Aim of the exercise:
In the records below, find every line with the word "receipt" and copy it.

**** Record excerpts ****

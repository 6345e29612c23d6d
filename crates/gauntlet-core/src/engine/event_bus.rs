//! Broadcast channel for receiver events.

use gauntlet_types::GauntletEvent;
use tokio::sync::broadcast;

/// Fan-out bus for [`GauntletEvent`]s.
///
/// Cloning the bus shares the underlying channel. Publishing with no
/// subscribers returns an error which callers are free to ignore.
#[derive(Clone)]
pub struct EventBus {
	sender: broadcast::Sender<GauntletEvent>,
}

impl EventBus {
	/// Creates a bus that buffers up to `capacity` events per subscriber.
	pub fn new(capacity: usize) -> Self {
		let (sender, _) = broadcast::channel(capacity);
		Self { sender }
	}

	pub fn subscribe(&self) -> broadcast::Receiver<GauntletEvent> {
		self.sender.subscribe()
	}

	pub fn publish(
		&self,
		event: GauntletEvent,
	) -> Result<(), broadcast::error::SendError<GauntletEvent>> {
		self.sender.send(event)?;
		Ok(())
	}
}
//! Event types published by the receiver.
//!
//! Events flow through the receiver's event bus so observers (logs, the CLI,
//! tests) can follow a fill without reaching into the engine.

use alloy_primitives::Address;
use serde::{Deserialize, Serialize};

/// Events emitted while handling an inbound message.
#[derive(Debug, Clone, PartialEq, Eq, Serialize, Deserialize)]
pub enum GauntletEvent {
	/// The message signature recovered to the designated signer and the
	/// expiry policy admitted the caller.
	///
	/// Published before the payout. A later failure in the same call
	/// follows it with [`GauntletEvent::FillRejected`] rather than
	/// retracting it.
	SignatureVerified,
	/// Funds were released to the recipient.
	FillExecuted {
		auction_id: u32,
		recipient: Address,
		expiry: u32,
	},
	/// The message was refused. Ledger writes made during the call were
	/// rolled back, so nothing was paid out and the auction is unrecorded.
	FillRejected { reason: String },
}
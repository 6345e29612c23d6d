//! Common types module for the Gauntlet fill receiver.
//!
//! This module defines the core data types shared by the codec, the
//! authorization gate and the receiver engine. Keeping them in one crate
//! lets every component agree on the wire message, the signing domain and
//! the call context without depending on each other.

/// Auction message, signing domain and call context types.
pub mod auction;
/// Inbound bridge delivery and fill receipt types.
pub mod delivery;
/// Event types published by the receiver.
pub mod events;
/// Registry trait for self-registering implementations.
pub mod registry;
/// Redacting wrapper for private keys.
pub mod secret_string;
/// Utility functions for EIP-712 encoding and formatting.
pub mod utils;
/// Configuration validation types for implementation-specific tables.
pub mod validation;

// Re-export all types for convenient access
pub use alloy_primitives::{Address, Bytes, B256, U256};
pub use auction::*;
pub use delivery::*;
pub use events::*;
pub use registry::ImplementationRegistry;
pub use secret_string::SecretString;
pub use utils::{current_timestamp, truncate_id, without_0x_prefix};
pub use validation::*;
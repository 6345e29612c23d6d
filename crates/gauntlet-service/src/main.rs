//! Command-line entry point for the Gauntlet receiver.
//!
//! Signs, decodes and verifies 93-byte auction messages, and can run a
//! message through the full receiver path against in-memory custody.

use alloy_primitives::{Address, U256};
use clap::{Parser, Subcommand};
use gauntlet_config::Config;
use gauntlet_types::{current_timestamp, InboundDelivery};
use std::path::{Path, PathBuf};

mod factory_registry;

use factory_registry::build_gauntlet_from_config;

/// Command-line arguments for the receiver.
#[derive(Parser, Debug)]
#[command(author, version, about, long_about = None)]
struct Args {
	/// Path to configuration file
	#[arg(short, long, default_value = "config.toml")]
	config: PathBuf,

	/// Log level (trace, debug, info, warn, error)
	#[arg(short, long, default_value = "info")]
	log_level: String,

	#[command(subcommand)]
	command: Command,
}

#[derive(Subcommand, Debug)]
enum Command {
	/// Sign an auction with the configured account and print the message
	Sign {
		#[arg(long)]
		auction_id: u32,
		/// UNIX timestamp at which anyone may trigger the fill
		#[arg(long)]
		expiry: u32,
		#[arg(long)]
		recipient: Address,
	},
	/// Decode a hex message into its fields
	Decode {
		message: String,
	},
	/// Check a message against the receiver without paying out
	Verify {
		message: String,
		/// Relayer the bridge reports as the filler
		#[arg(long)]
		signer: Address,
		/// Account triggering the payout
		#[arg(long)]
		caller: Address,
		/// Override the current UNIX time
		#[arg(long)]
		now: Option<u32>,
	},
	/// Run a message through the receiver against in-memory custody
	Fill {
		message: String,
		#[arg(long)]
		token: Address,
		#[arg(long)]
		amount: U256,
		/// Relayer the bridge reports as the filler
		#[arg(long)]
		signer: Address,
		/// Account triggering the payout
		#[arg(long)]
		caller: Address,
		/// Bridge endpoint delivering the message; defaults to the trusted one
		#[arg(long)]
		endpoint: Option<Address>,
		/// Amount credited to the receiver first; defaults to `amount`
		#[arg(long)]
		deposit: Option<U256>,
		/// Whether the bridge reports the fill as complete
		#[arg(long, action = clap::ArgAction::Set, default_value_t = true)]
		fill_completed: bool,
		/// Override the current UNIX time
		#[arg(long)]
		now: Option<u32>,
	},
}

#[tokio::main]
async fn main() -> Result<(), Box<dyn std::error::Error>> {
	let args = Args::parse();

	use tracing_subscriber::{fmt, EnvFilter};

	let env_filter =
		EnvFilter::try_from_default_env().unwrap_or_else(|_| EnvFilter::new(&args.log_level));

	// Logs go to stderr so command output stays machine readable
	fmt()
		.with_env_filter(env_filter)
		.with_thread_ids(true)
		.with_target(true)
		.with_writer(std::io::stderr)
		.init();

	let output = execute(args.command, &args.config).await?;
	println!("{}", output);
	Ok(())
}

/// Runs a subcommand and returns what it prints.
async fn execute(command: Command, config_path: &Path) -> Result<String, Box<dyn std::error::Error>> {
	match command {
		Command::Decode { message } => {
			let message = gauntlet_codec::decode_hex(&message)?;
			Ok(serde_json::to_string_pretty(&message)?)
		},
		Command::Sign {
			auction_id,
			expiry,
			recipient,
		} => {
			let gauntlet = build_gauntlet_from_config(load_config(config_path).await?).await?;
			let message = gauntlet.sign_message(auction_id, expiry, recipient).await?;
			Ok(alloy_primitives::hex::encode_prefixed(&message))
		},
		Command::Verify {
			message,
			signer,
			caller,
			now,
		} => {
			let gauntlet = build_gauntlet_from_config(load_config(config_path).await?).await?;
			let message = gauntlet_codec::decode_hex(&message)?;
			let now = now.unwrap_or_else(current_timestamp);
			let authorization = gauntlet.verify(&message, caller, signer, now)?;
			Ok(serde_json::to_string_pretty(&authorization)?)
		},
		Command::Fill {
			message,
			token,
			amount,
			signer,
			caller,
			endpoint,
			deposit,
			fill_completed,
			now,
		} => {
			let config = load_config(config_path).await?;
			let endpoint = endpoint
				.or(config.receiver.endpoint)
				.unwrap_or(Address::ZERO);
			let gauntlet = build_gauntlet_from_config(config).await?;

			gauntlet
				.deposit(token, deposit.unwrap_or(amount))
				.await?;

			let delivery = InboundDelivery {
				endpoint,
				token,
				amount,
				fill_completed,
				designated_signer: signer,
				message: alloy_primitives::hex::decode(&message)?.into(),
			};
			let now = now.unwrap_or_else(current_timestamp);
			let receipt = gauntlet.handle_message(&delivery, caller, now).await?;
			Ok(serde_json::to_string_pretty(&receipt)?)
		},
	}
}

async fn load_config(path: &Path) -> Result<Config, Box<dyn std::error::Error>> {
	let config = Config::from_file(path).await?;
	tracing::info!(
		path = %path.display(),
		chain_id = config.receiver.chain_id,
		"Loaded configuration"
	);
	Ok(config)
}
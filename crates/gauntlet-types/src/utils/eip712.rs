//! EIP-712 utilities for the auction authorization scheme.
//!
//! These helpers provide:
//! - Domain hash computation for the `{name, version, chainId}` domain
//! - Struct hash computation for `auction(uint32 id,uint32 expiry)`
//! - Final digest computation (0x1901 || domainHash || structHash)
//! - A minimal ABI encoder for the static field types involved
//!
//! The type strings and field order are fixed by the relayers that sign
//! auction results and must not change.

use crate::AuthorizationDomain;
use alloy_primitives::{keccak256, B256, U256};

/// Domain type string. The domain carries no `verifyingContract`.
pub const DOMAIN_TYPE: &str = "EIP712Domain(string name,string version,uint256 chainId)";
/// Primary type signed by the auction winner.
pub const AUCTION_TYPE: &str = "auction(uint32 id,uint32 expiry)";

/// Compute EIP-712 domain hash
/// (keccak256(abi.encode(typeHash, keccak256(name), keccak256(version), chainId))).
///
/// `version` is the decimal string form of the protocol version, e.g. `"0"`.
pub fn compute_domain_hash(name: &str, version: &str, chain_id: u64) -> B256 {
	let mut enc = Eip712AbiEncoder::new();
	enc.push_b256(&keccak256(DOMAIN_TYPE.as_bytes()));
	enc.push_string(name);
	enc.push_string(version);
	enc.push_u256(U256::from(chain_id));
	keccak256(enc.finish())
}

/// Compute the struct hash of an `auction` value.
pub fn compute_auction_struct_hash(auction_id: u32, expiry: u32) -> B256 {
	let mut enc = Eip712AbiEncoder::new();
	enc.push_b256(&keccak256(AUCTION_TYPE.as_bytes()));
	enc.push_u32(auction_id);
	enc.push_u32(expiry);
	keccak256(enc.finish())
}

/// Compute the final EIP-712 digest: keccak256(0x1901 || domainHash || structHash).
pub fn compute_final_digest(domain_hash: &B256, struct_hash: &B256) -> B256 {
	let mut out = Vec::with_capacity(2 + 32 + 32);
	out.push(0x19);
	out.push(0x01);
	out.extend_from_slice(domain_hash.as_slice());
	out.extend_from_slice(struct_hash.as_slice());
	keccak256(out)
}

/// Compute the digest a relayer signs for `(auction_id, expiry)` under `domain`.
pub fn compute_auction_signing_hash(
	domain: &AuthorizationDomain,
	auction_id: u32,
	expiry: u32,
) -> B256 {
	let domain_hash =
		compute_domain_hash(&domain.name, &domain.version.to_string(), domain.chain_id);
	compute_final_digest(&domain_hash, &compute_auction_struct_hash(auction_id, expiry))
}

/// Minimal ABI encoder for static types used in EIP-712 struct hashing.
///
/// Every value occupies one left-padded 32-byte word; dynamic `string`
/// members are encoded as the keccak256 of their UTF-8 bytes.
pub struct Eip712AbiEncoder {
	buf: Vec<u8>,
}

impl Default for Eip712AbiEncoder {
	fn default() -> Self {
		Self::new()
	}
}

impl Eip712AbiEncoder {
	pub fn new() -> Self {
		Self { buf: Vec::new() }
	}

	pub fn push_b256(&mut self, v: &B256) {
		self.buf.extend_from_slice(v.as_slice());
	}

	pub fn push_string(&mut self, s: &str) {
		self.push_b256(&keccak256(s.as_bytes()));
	}

	pub fn push_u256(&mut self, v: U256) {
		let word: [u8; 32] = v.to_be_bytes::<32>();
		self.buf.extend_from_slice(&word);
	}

	pub fn push_u32(&mut self, v: u32) {
		let mut word = [0u8; 32];
		word[28..].copy_from_slice(&v.to_be_bytes());
		self.buf.extend_from_slice(&word);
	}

	pub fn finish(self) -> Vec<u8> {
		self.buf
	}
}
//! Builder pattern for constructing receivers.
//!
//! Composes a [`Gauntlet`] from configuration and factory maps, so storage
//! backends and signing accounts stay pluggable.

use crate::engine::{event_bus::EventBus, Gauntlet};
use gauntlet_account::{AccountError, AccountInterface, AccountService};
use gauntlet_config::Config;
use gauntlet_custody::CustodyService;
use gauntlet_storage::{StorageError, StorageInterface, StorageService};
use gauntlet_types::ConfigSchema;
use std::collections::HashMap;
use std::sync::Arc;
use thiserror::Error;

/// Buffered events per subscriber before slow receivers start lagging.
const EVENT_BUS_CAPACITY: usize = 1000;

/// Errors that can occur during receiver construction.
#[derive(Debug, Error)]
pub enum BuilderError {
	#[error("Configuration error: {0}")]
	Config(String),
	#[error("Missing required component: {0}")]
	MissingComponent(String),
}

/// Factory functions for each pluggable component, keyed by
/// implementation name.
pub struct GauntletFactories<SF, AF> {
	pub storage_factories: HashMap<String, SF>,
	pub account_factories: HashMap<String, AF>,
}

/// Builder for constructing a [`Gauntlet`] with pluggable implementations.
pub struct GauntletBuilder {
	config: Config,
}

impl GauntletBuilder {
	pub fn new(config: Config) -> Self {
		Self { config }
	}

	/// Builds the receiver using the factory for each configured component.
	pub async fn build<SF, AF>(
		self,
		factories: GauntletFactories<SF, AF>,
	) -> Result<Gauntlet, BuilderError>
	where
		SF: Fn(&toml::Value) -> Result<Box<dyn StorageInterface>, StorageError>,
		AF: Fn(&toml::Value) -> Result<Box<dyn AccountInterface>, AccountError>,
	{
		// Storage backs both the custody ledger and the fill ledger
		let storage_config = &self.config.storage;
		let primary_storage = &storage_config.primary;
		let storage_factory = factories
			.storage_factories
			.get(primary_storage)
			.ok_or_else(|| {
				BuilderError::MissingComponent(format!(
					"No factory registered for storage '{}'",
					primary_storage
				))
			})?;
		let storage_table = storage_config
			.implementations
			.get(primary_storage)
			.ok_or_else(|| {
				BuilderError::Config(format!(
					"Primary storage '{}' has no configuration",
					primary_storage
				))
			})?;
		let storage_backend = match storage_factory(storage_table) {
			Ok(backend) => backend,
			Err(e) => {
				tracing::error!(
					component = "storage",
					implementation = %primary_storage,
					error = %e,
					"Failed to create storage implementation"
				);
				return Err(BuilderError::Config(format!(
					"Failed to create storage implementation '{}': {}",
					primary_storage, e
				)));
			},
		};
		// Validate the configuration using the backend's schema
		if let Err(e) = storage_backend.config_schema().validate(storage_table) {
			tracing::error!(
				component = "storage",
				implementation = %primary_storage,
				error = %e,
				"Invalid configuration for storage implementation"
			);
			return Err(BuilderError::Config(format!(
				"Invalid configuration for storage implementation '{}': {}",
				primary_storage, e
			)));
		}
		tracing::info!(component = "storage", implementation = %primary_storage, "Loaded");

		let storage = Arc::new(StorageService::new(storage_backend));
		let custody = Arc::new(CustodyService::new(storage.clone()));

		let account = match &self.config.account {
			Some(account_config) => {
				let primary = &account_config.primary;
				let factory = factories.account_factories.get(primary).ok_or_else(|| {
					BuilderError::MissingComponent(format!(
						"No factory registered for account '{}'",
						primary
					))
				})?;
				let table = account_config.implementations.get(primary).ok_or_else(|| {
					BuilderError::Config(format!(
						"Primary account '{}' has no configuration",
						primary
					))
				})?;
				let implementation = factory(table).map_err(|e| {
					tracing::error!(
						component = "account",
						implementation = %primary,
						error = %e,
						"Failed to create account implementation"
					);
					BuilderError::Config(format!(
						"Failed to create account implementation '{}': {}",
						primary, e
					))
				})?;
				implementation.config_schema().validate(table).map_err(|e| {
					tracing::error!(
						component = "account",
						implementation = %primary,
						error = %e,
						"Invalid configuration for account implementation"
					);
					BuilderError::Config(format!(
						"Invalid configuration for account implementation '{}': {}",
						primary, e
					))
				})?;

				let service = AccountService::new(implementation);
				let address = service.get_address().await.map_err(|e| {
					BuilderError::Config(format!("Failed to get relayer address: {}", e))
				})?;
				tracing::info!(component = "account", implementation = %primary, %address, "Loaded");
				Some(Arc::new(service))
			},
			None => None,
		};

		let receiver = &self.config.receiver;
		tracing::info!(
			address = %receiver.address,
			chain_id = receiver.chain_id,
			version = receiver.version,
			replay_protection = receiver.replay_protection,
			"Built receiver"
		);

		Ok(Gauntlet::new(
			self.config,
			storage,
			custody,
			account,
			EventBus::new(EVENT_BUS_CAPACITY),
		))
	}
}
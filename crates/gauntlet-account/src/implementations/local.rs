//! Local private-key account.
//!
//! Signs auctions with a secp256k1 key held in memory. The key is read from
//! the `private_key` field of the implementation table, typically through
//! `${RELAYER_PRIVATE_KEY}` substitution.

use crate::{AccountError, AccountInterface};
use alloy_primitives::Address;
use alloy_signer::Signer;
use alloy_signer_local::PrivateKeySigner;
use async_trait::async_trait;
use gauntlet_types::{
	utils::compute_auction_signing_hash, without_0x_prefix, AuthorizationDomain, ConfigSchema,
	Field, FieldType, RawSignature, Schema, SecretString, ValidationError,
};

/// Account backed by an in-memory private key.
pub struct LocalAccount {
	signer: PrivateKeySigner,
}

impl LocalAccount {
	/// Creates an account from a hex private key, with or without `0x`.
	pub fn new(private_key: &SecretString) -> Result<Self, AccountError> {
		let signer = private_key.with_exposed(|key| {
			key.parse::<PrivateKeySigner>()
				.map_err(|_| AccountError::InvalidKey("Invalid private key format".to_string()))
		})?;
		Ok(Self { signer })
	}
}

#[async_trait]
impl AccountInterface for LocalAccount {
	fn config_schema(&self) -> Box<dyn ConfigSchema> {
		Box::new(LocalAccountSchema)
	}

	async fn address(&self) -> Result<Address, AccountError> {
		Ok(self.signer.address())
	}

	async fn sign_auction(
		&self,
		domain: &AuthorizationDomain,
		auction_id: u32,
		expiry: u32,
	) -> Result<RawSignature, AccountError> {
		let digest = compute_auction_signing_hash(domain, auction_id, expiry);
		let signature = self
			.signer
			.sign_hash(&digest)
			.await
			.map_err(|e| AccountError::SigningFailed(e.to_string()))?;
		Ok(RawSignature::from(signature.as_bytes()))
	}
}

/// Configuration schema for LocalAccount.
pub struct LocalAccountSchema;

impl ConfigSchema for LocalAccountSchema {
	fn validate(&self, config: &toml::Value) -> Result<(), ValidationError> {
		let schema = Schema::new(
			vec![
				Field::new("private_key", FieldType::String).with_validator(|value| {
					let key = value.as_str().unwrap_or_default();
					let hex_part = without_0x_prefix(key);
					if hex_part.len() != 64 {
						return Err("Private key must be 64 hex characters".to_string());
					}
					if !hex_part.chars().all(|c| c.is_ascii_hexdigit()) {
						return Err("Private key must be hex encoded".to_string());
					}
					Ok(())
				}),
			],
			vec![],
		);
		schema.validate(config)
	}
}

/// Factory function to create a local account from configuration.
///
/// Configuration parameters:
/// - `private_key`: 32-byte hex key, optional `0x` prefix
pub fn create_account(config: &toml::Value) -> Result<Box<dyn AccountInterface>, AccountError> {
	LocalAccountSchema
		.validate(config)
		.map_err(|e| AccountError::Configuration(e.to_string()))?;

	let private_key = config
		.get("private_key")
		.and_then(|v| v.as_str())
		.map(SecretString::from)
		.ok_or_else(|| AccountError::Configuration("private_key is required".to_string()))?;

	Ok(Box::new(LocalAccount::new(&private_key)?))
}

/// Registry for the local account implementation.
pub struct Registry;

impl gauntlet_types::ImplementationRegistry for Registry {
	const NAME: &'static str = "local";
	type Factory = crate::AccountFactory;

	fn factory() -> Self::Factory {
		create_account
	}
}

impl crate::AccountRegistry for Registry {}
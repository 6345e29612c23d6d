//! Core receiver engine for the Gauntlet fill receiver.
//!
//! Ties the message codec, the authorization gate and the custody ledger
//! together behind a single [`Gauntlet`] entry point, and provides a builder
//! that assembles the receiver from configuration and implementation
//! factories.

pub mod builder;
pub mod engine;
pub mod handlers;

pub use builder::{BuilderError, GauntletBuilder, GauntletFactories};
pub use engine::{event_bus::EventBus, Gauntlet, ReceiverError};
//! secp256k1 signer recovery.
//!
//! Accepts exactly the signatures an on-chain `ECDSA.recover` accepts:
//! `v` must be 27 or 28 and `s` must lie in the lower half of the curve
//! order, so every authorization has a single valid encoding.

use crate::{RecoveryError, SignerRecovery};
use alloy_primitives::{uint, Address, Signature, B256, U256};
use gauntlet_types::RawSignature;

/// Half of the secp256k1 group order; larger `s` values are malleable.
pub const SECP256K1N_HALF: U256 =
	uint!(0x7fffffffffffffffffffffffffffffff5d576e7357a4501ddfe92f46681b20a0_U256);

/// Recovers signers with secp256k1 public key recovery.
#[derive(Debug, Clone, Copy, Default)]
pub struct EcdsaRecovery;

impl SignerRecovery for EcdsaRecovery {
	fn recover(&self, digest: &B256, signature: &RawSignature) -> Result<Address, RecoveryError> {
		let bytes = signature.as_slice();

		let y_parity = match bytes[64] {
			27 => false,
			28 => true,
			v => return Err(RecoveryError::InvalidV(v)),
		};

		let r = U256::from_be_slice(&bytes[..32]);
		let s = U256::from_be_slice(&bytes[32..64]);
		if s > SECP256K1N_HALF {
			return Err(RecoveryError::HighS);
		}

		Signature::new(r, s, y_parity)
			.recover_address_from_prehash(digest)
			.map_err(|e| RecoveryError::Unrecoverable(e.to_string()))
	}
}

#[cfg(test)]
mod tests {
	use super::*;
	use alloy_primitives::keccak256;
	use alloy_signer::SignerSync;
	use alloy_signer_local::PrivateKeySigner;

	const SECP256K1N: U256 =
		uint!(0xfffffffffffffffffffffffffffffffebaaedce6af48a03bbfd25e8cd0364141_U256);

	fn signer() -> PrivateKeySigner {
		"0x59c6995e998f97a5a0044966f0945389dc9e86dae88c7a8412f4603b6b78690d"
			.parse()
			.unwrap()
	}

	fn signed(digest: &B256) -> RawSignature {
		let signature = signer().sign_hash_sync(digest).unwrap();
		RawSignature::from(signature.as_bytes())
	}

	#[test]
	fn test_recovers_signer() {
		let digest = keccak256(b"auction");
		let recovered = EcdsaRecovery.recover(&digest, &signed(&digest)).unwrap();
		assert_eq!(recovered, signer().address());
	}

	#[test]
	fn test_rejects_v_outside_27_28() {
		let digest = keccak256(b"auction");
		for v in [0u8, 1, 29, 37] {
			let mut bytes = signed(&digest).0;
			bytes[64] = v;
			assert_eq!(
				EcdsaRecovery.recover(&digest, &RawSignature::from(bytes)),
				Err(RecoveryError::InvalidV(v))
			);
		}
	}

	#[test]
	fn test_rejects_malleable_high_s() {
		let digest = keccak256(b"auction");
		let mut bytes = signed(&digest).0;

		// (r, n - s, !v) is the same signature mirrored into the upper half.
		let s = U256::from_be_slice(&bytes[32..64]);
		bytes[32..64].copy_from_slice(&(SECP256K1N - s).to_be_bytes::<32>());
		bytes[64] = if bytes[64] == 27 { 28 } else { 27 };

		assert_eq!(
			EcdsaRecovery.recover(&digest, &RawSignature::from(bytes)),
			Err(RecoveryError::HighS)
		);
	}

	#[test]
	fn test_zero_signature_is_unrecoverable() {
		let mut bytes = [0u8; 65];
		bytes[64] = 27;
		assert!(matches!(
			EcdsaRecovery.recover(&keccak256(b"auction"), &RawSignature::from(bytes)),
			Err(RecoveryError::Unrecoverable(_))
		));
	}
}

****

Solution to this problem:
/// Inbound bridge delivery and fill receipt types.
			let receipt = gauntlet.handle_message(&delivery, caller, now).await?;
			Ok(serde_json::to_string_pretty(&receipt)?)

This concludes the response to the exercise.